Mamma!’ I lurched up in bed, panting for breath. Sweat ran down my face, saturating my neck. Night closed in around me, the stars hidden away by the walls of my room. The village was deathly silent.

I wiped the sweat from my brow and calmed my nerves. That nightmare again. Every night, the same one. I rested my cheek against my knees and tucked them up against my chest. Fur tickled my palms. An illusion, I’d lost him. I couldn’t even remember when. So much of my past was a fuzzy blur; I’d blocked it out.

I’d lost all desire to curl back under the blankets, the feelings left behind by my nightmare still so close to the surface. My shift stuck to me, soaked with my sweat, making my skin itchy. I needed to get out of it, and get clean. There was one luxury I’d come to enjoy in Tūmau Ngiha; one luxury that would help wash away the bad memories.

*​
 
Hi Warren,

Congrats on 2000!

I'm not going to be able to do the whole thing but in my opinion you're overdoing the descriptions (I do this too).

Also, the child's voice comes and goes a bit. How old is she?

If she's little -- e.g. 5 or 6 -- I'd lose stuff like 'socket', 'kneeling so I could see her face properly' -- I'd shorten the sentences or at least run things together because sometimes your sentence structures are quite sophisticated. e.g. "it came free, revealing a small tunnel.." --> "It fell off. There was a hole in the wall."

I've put in a lot of red but most of it is detail. Basically -- you need to trust yourself. You've got a small child (automatically sympathetic) in a terrifying situation and as long as you keep things moving along, we'll feel for her. The stuff about the toy and the little hand and all that, felt too deliberate for me.



e.g.
Shouting echoed down the hall behind us, and gunfire too. My Leg [typo?] legs hurt, painful shocks attacked my feet. [I'd go with either the legs hurting or the feet being shocked -- not both] Mamma pulled me along, my hand enveloped in hers, nearly ripping my arm out of its socket. [I don't think you need the middle bit -- we'd assume Mamma was holding his/ her hand and it's totally normal for children to be used to holding much larger hands so this feels like heart tugging and external narrator-voice to me]

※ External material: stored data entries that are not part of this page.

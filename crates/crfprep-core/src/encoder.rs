//! # Document Encoder
//!
//! Re-walks the corpus with a finished dictionary and turns each document
//! into three aligned integer lists:
//!
//! ```text
//! {u1,u2,...}<TAB>{b1,b2,...}<TAB>{l1,l2,...}
//! ```
//!
//! Unigram and bigram lists are token-major, template-line-minor.

use std::fmt;
use std::io::Write;
use std::str::FromStr;

use tracing::{info, warn};

use crate::config::MissPolicy;
use crate::corpus::Document;
use crate::dictionary::FeatureDictionary;
use crate::error::{CrfPrepError, Result};
use crate::expand::visit_features;
use crate::labels::{LabelId, LabelRegistry};
use crate::model::FeatureKind;
use crate::template::Template;

/// Emitted in place of a feature id the dictionary does not know.
pub const MISSING_FEATURE: i64 = -1;

/// One encoded document.
#[derive(Debug, Clone, Default, PartialEq, Eq)]
pub struct EncodedDocument {
    pub unigram_ids: Vec<i64>,
    pub bigram_ids: Vec<i64>,
    pub label_ids: Vec<LabelId>,
}

impl EncodedDocument {
    /// Token count.
    pub fn len(&self) -> usize {
        self.label_ids.len()
    }

    pub fn is_empty(&self) -> bool {
        self.label_ids.is_empty()
    }

    /// Unigram ids of token `t`, given the number of unigram template lines.
    pub fn unigrams_at(&self, t: usize, n_lines: usize) -> Option<&[i64]> {
        token_slice(&self.unigram_ids, t, n_lines)
    }

    /// Bigram ids of token `t`, given the number of bigram template lines.
    pub fn bigrams_at(&self, t: usize, n_lines: usize) -> Option<&[i64]> {
        token_slice(&self.bigram_ids, t, n_lines)
    }
}

fn token_slice(ids: &[i64], t: usize, n_lines: usize) -> Option<&[i64]> {
    let start = t.checked_mul(n_lines)?;
    ids.get(start..start.checked_add(n_lines)?)
}

fn write_list<T: fmt::Display>(f: &mut fmt::Formatter<'_>, values: &[T]) -> fmt::Result {
    f.write_str("{")?;
    for (i, v) in values.iter().enumerate() {
        if i > 0 {
            f.write_str(",")?;
        }
        write!(f, "{v}")?;
    }
    f.write_str("}")
}

impl fmt::Display for EncodedDocument {
    fn fmt(&self, f: &mut fmt::Formatter<'_>) -> fmt::Result {
        write_list(f, &self.unigram_ids)?;
        f.write_str("\t")?;
        write_list(f, &self.bigram_ids)?;
        f.write_str("\t")?;
        write_list(f, &self.label_ids)
    }
}

fn parse_list<T: FromStr>(field: &str) -> Result<Vec<T>>
where
    T::Err: fmt::Display,
{
    let inner = field
        .strip_prefix('{')
        .and_then(|s| s.strip_suffix('}'))
        .ok_or_else(|| CrfPrepError::Format(format!("expected {{...}}, got {field:?}")))?;
    if inner.is_empty() {
        return Ok(Vec::new());
    }
    inner
        .split(',')
        .map(|v| {
            v.parse::<T>()
                .map_err(|e| CrfPrepError::Format(format!("bad integer {v:?}: {e}")))
        })
        .collect()
}

impl FromStr for EncodedDocument {
    type Err = CrfPrepError;

    fn from_str(s: &str) -> Result<Self> {
        let fields: Vec<&str> = s.trim_end_matches(['\r', '\n']).split('\t').collect();
        let [unigrams, bigrams, labels] = fields.as_slice() else {
            return Err(CrfPrepError::Format(format!(
                "expected 3 tab-separated fields, got {}",
                fields.len()
            )));
        };
        Ok(Self {
            unigram_ids: parse_list(unigrams)?,
            bigram_ids: parse_list(bigrams)?,
            label_ids: parse_list(labels)?,
        })
    }
}

/// Encodes documents against a label registry and feature dictionary.
pub struct Encoder<'a> {
    labels: &'a LabelRegistry,
    dictionary: &'a FeatureDictionary,
    template: &'a Template,
    policy: MissPolicy,
    misses: usize,
}

impl<'a> Encoder<'a> {
    pub fn new(
        labels: &'a LabelRegistry,
        dictionary: &'a FeatureDictionary,
        template: &'a Template,
    ) -> Self {
        Self {
            labels,
            dictionary,
            template,
            policy: MissPolicy::default(),
            misses: 0,
        }
    }

    /// Set how dictionary misses are handled.
    pub fn with_miss_policy(mut self, policy: MissPolicy) -> Self {
        self.policy = policy;
        self
    }

    /// Number of dictionary misses seen so far.
    pub fn misses(&self) -> usize {
        self.misses
    }

    /// Encode a single document.
    pub fn encode_document(&mut self, doc: &Document) -> Result<EncodedDocument> {
        let mut encoded = EncodedDocument {
            unigram_ids: Vec::with_capacity(doc.len() * self.template.unigrams().len()),
            bigram_ids: Vec::with_capacity(doc.len() * self.template.bigrams().len()),
            label_ids: Vec::with_capacity(doc.len()),
        };

        let dictionary = self.dictionary;
        let policy = self.policy;
        let misses = &mut self.misses;
        visit_features(self.template, doc, |kind, identity| {
            let id = match dictionary.get(identity) {
                Some(base) => base as i64,
                None => match policy {
                    MissPolicy::Error => {
                        return Err(CrfPrepError::MissingFeature {
                            identity: identity.to_string(),
                        });
                    }
                    MissPolicy::Sentinel => {
                        *misses += 1;
                        warn!(identity, "feature missing from dictionary, emitting -1");
                        MISSING_FEATURE
                    }
                },
            };
            match kind {
                FeatureKind::Unigram => encoded.unigram_ids.push(id),
                FeatureKind::Bigram => encoded.bigram_ids.push(id),
            }
            Ok(())
        })?;

        for label in doc.labels() {
            let id = self.labels.id(label).ok_or_else(|| CrfPrepError::UnknownLabel {
                label: label.to_string(),
            })?;
            encoded.label_ids.push(id);
        }

        Ok(encoded)
    }

    /// Encode a corpus pass, writing one record per line. Returns the
    /// number of documents written.
    pub fn encode_to<I, W>(&mut self, documents: I, mut out: W) -> Result<usize>
    where
        I: IntoIterator<Item = Result<Document>>,
        W: Write,
    {
        let mut count = 0;
        for doc in documents {
            let encoded = self.encode_document(&doc?)?;
            writeln!(out, "{encoded}").map_err(|e| CrfPrepError::io(e, None))?;
            count += 1;
        }
        out.flush().map_err(|e| CrfPrepError::io(e, None))?;

        if self.misses > 0 {
            warn!(
                misses = self.misses,
                "dictionary does not match corpus; -1 emitted for missing features"
            );
        }
        info!(documents = count, "encoded corpus");
        Ok(count)
    }
}

#[cfg(test)]
mod tests {
    use super::*;
    use crate::corpus::DocumentReader;
    use crate::dictionary::build;
    use crate::template::TemplateParser;
    use std::io::Cursor;

    struct Fixture {
        labels: LabelRegistry,
        dictionary: FeatureDictionary,
        template: Template,
    }

    fn fixture(corpus: &str, template: &str) -> Fixture {
        let labels = LabelRegistry::collect(DocumentReader::new(Cursor::new(corpus))).unwrap();
        let template = TemplateParser::new().unwrap().parse(Cursor::new(template)).unwrap();
        let dictionary = build(
            DocumentReader::new(Cursor::new(corpus)),
            &template,
            labels.len(),
        )
        .unwrap();
        Fixture {
            labels,
            dictionary,
            template,
        }
    }

    fn encode(fx: &Fixture, corpus: &str) -> String {
        let mut out = Vec::new();
        Encoder::new(&fx.labels, &fx.dictionary, &fx.template)
            .encode_to(DocumentReader::new(Cursor::new(corpus)), &mut out)
            .unwrap();
        String::from_utf8(out).unwrap()
    }

    #[test]
    fn test_two_token_scenario() {
        let corpus = "Det DT\nNoun NN\n\n";
        let fx = fixture(corpus, "U00:%x[0,0]\n");
        assert_eq!(encode(&fx, corpus), "{0,2}\t{}\t{0,1}\n");
    }

    #[test]
    fn test_bigram_ids() {
        let corpus = "a X\nb Y\n\n";
        let fx = fixture(corpus, "U00:%x[0,0]\nB\n");
        // U00:a -> 0, B -> 2, U00:b -> 6
        assert_eq!(encode(&fx, corpus), "{0,6}\t{2,2}\t{0,1}\n");
    }

    #[test]
    fn test_one_record_per_document() {
        let corpus = "a X\n\nb Y\nc X\n\n";
        let fx = fixture(corpus, "U00:%x[0,0]\n");
        let out = encode(&fx, corpus);
        let records: Vec<_> = out.lines().collect();
        assert_eq!(records, vec!["{0}\t{}\t{0}", "{2,4}\t{}\t{1,0}"]);
    }

    #[test]
    fn test_sentinel_on_miss() {
        let fx = fixture("a X\n\n", "U00:%x[0,0]\n");
        let mut encoder = Encoder::new(&fx.labels, &fx.dictionary, &fx.template);
        let doc = DocumentReader::new(Cursor::new("zzz X\n"))
            .next()
            .unwrap()
            .unwrap();

        let encoded = encoder.encode_document(&doc).unwrap();
        assert_eq!(encoded.unigram_ids, vec![MISSING_FEATURE]);
        assert_eq!(encoder.misses(), 1);
    }

    #[test]
    fn test_error_policy_on_miss() {
        let fx = fixture("a X\n\n", "U00:%x[0,0]\n");
        let mut encoder = Encoder::new(&fx.labels, &fx.dictionary, &fx.template)
            .with_miss_policy(MissPolicy::Error);
        let doc = DocumentReader::new(Cursor::new("zzz X\n"))
            .next()
            .unwrap()
            .unwrap();

        assert!(matches!(
            encoder.encode_document(&doc),
            Err(CrfPrepError::MissingFeature { .. })
        ));
    }

    #[test]
    fn test_unknown_label() {
        let fx = fixture("a X\n\n", "U00:%x[0,0]\n");
        let mut encoder = Encoder::new(&fx.labels, &fx.dictionary, &fx.template);
        let doc = DocumentReader::new(Cursor::new("a Q\n"))
            .next()
            .unwrap()
            .unwrap();

        assert!(matches!(
            encoder.encode_document(&doc),
            Err(CrfPrepError::UnknownLabel { .. })
        ));
    }

    #[test]
    fn test_record_parses_back() {
        let record: EncodedDocument = "{0,6,-1}\t{}\t{0,1,0}".parse().unwrap();
        assert_eq!(record.unigram_ids, vec![0, 6, -1]);
        assert!(record.bigram_ids.is_empty());
        assert_eq!(record.len(), 3);
        assert_eq!(record.to_string(), "{0,6,-1}\t{}\t{0,1,0}");
    }

    #[test]
    fn test_malformed_record() {
        assert!("{0}\t{}".parse::<EncodedDocument>().is_err());
        assert!("0\t{}\t{0}".parse::<EncodedDocument>().is_err());
        assert!("{x}\t{}\t{0}".parse::<EncodedDocument>().is_err());
    }

    #[test]
    fn test_per_token_slices() {
        let record = EncodedDocument {
            unigram_ids: vec![0, 3, 6, 9],
            bigram_ids: vec![12, 21],
            label_ids: vec![0, 1],
        };
        assert_eq!(record.unigrams_at(1, 2), Some(&[6, 9][..]));
        assert_eq!(record.bigrams_at(0, 1), Some(&[12][..]));
        assert_eq!(record.unigrams_at(2, 2), None);
        assert_eq!(record.bigrams_at(5, 1), None);
    }
}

Benjamin dangled from my other hand, my only friend. I didn’t care that he couldn’t talk back. I’d been so happy when Mamma had given him to me. He was all I’d managed to take when the bad men had broken into our house and forced us to run away. [this is too much for me -- (a) it feels like deliberate heart tuggery, (b) it doesn't so much slow the action as totally destroy it.
If you need to keep it, I'd play with the order of the first sentence -- My only friend, Benjamin, dangled... or Benjamin, my only friend, dangled... because I think as you have it, her hand is her only friend]


The loud banging [sounds -- no need]of scary machines nearly drowned out Papa’s voice, barely able to hear him [who was barely able to hear him? because written this way it's the loud banging, which makes little sense -- how about making it a specific occasion -- Papa screamed something but the loud banging of scary machines drowned...? -- in fact this bit feels kind of adulty]tell us to keep running. I had to look back, as if my body gave me no choice. [I like that but I think it could be shorter -- e.g. 'My body forced me to look back' or something] Papa stopped and turned to face the bad men chasing us. He aimed his gun [at them -- no need. And I think the shorter sentence is punchier].

Bullets raced past him, hitting the wall at his side, and a light above. Sparks showered down around him. His eyes closed, his finger settled on the trigger. [I like this but I'm not sure how she sees it -- she's running the other way and he turned to face the men]

Mamma pulled me through a set of double doors and I lost sight of him, but I heard the [his?] gun shoot, twice. [I’d always been able to recognise Papa’s rifle. It had a different sound to the bad men’s guns.-- if you took this bit out, you'd imply exactly the same thing without slowing the action with backstory] I didn’t hear the rifle fire [again?]a third time.

My chest felt like it was freezing. I couldn’t breathe, [could barely keep going,-- too much, I think] but Mamma never slowed once. We raced across a large room, past the scary machinery [one of the banging ones?] and underneath a set of stairs. Only then did Mamma let me go. I hugged Benjamin, terrified when I heard what sounded like thunder. I knew it was the bad men coming though, and not a storm. There were so many of them.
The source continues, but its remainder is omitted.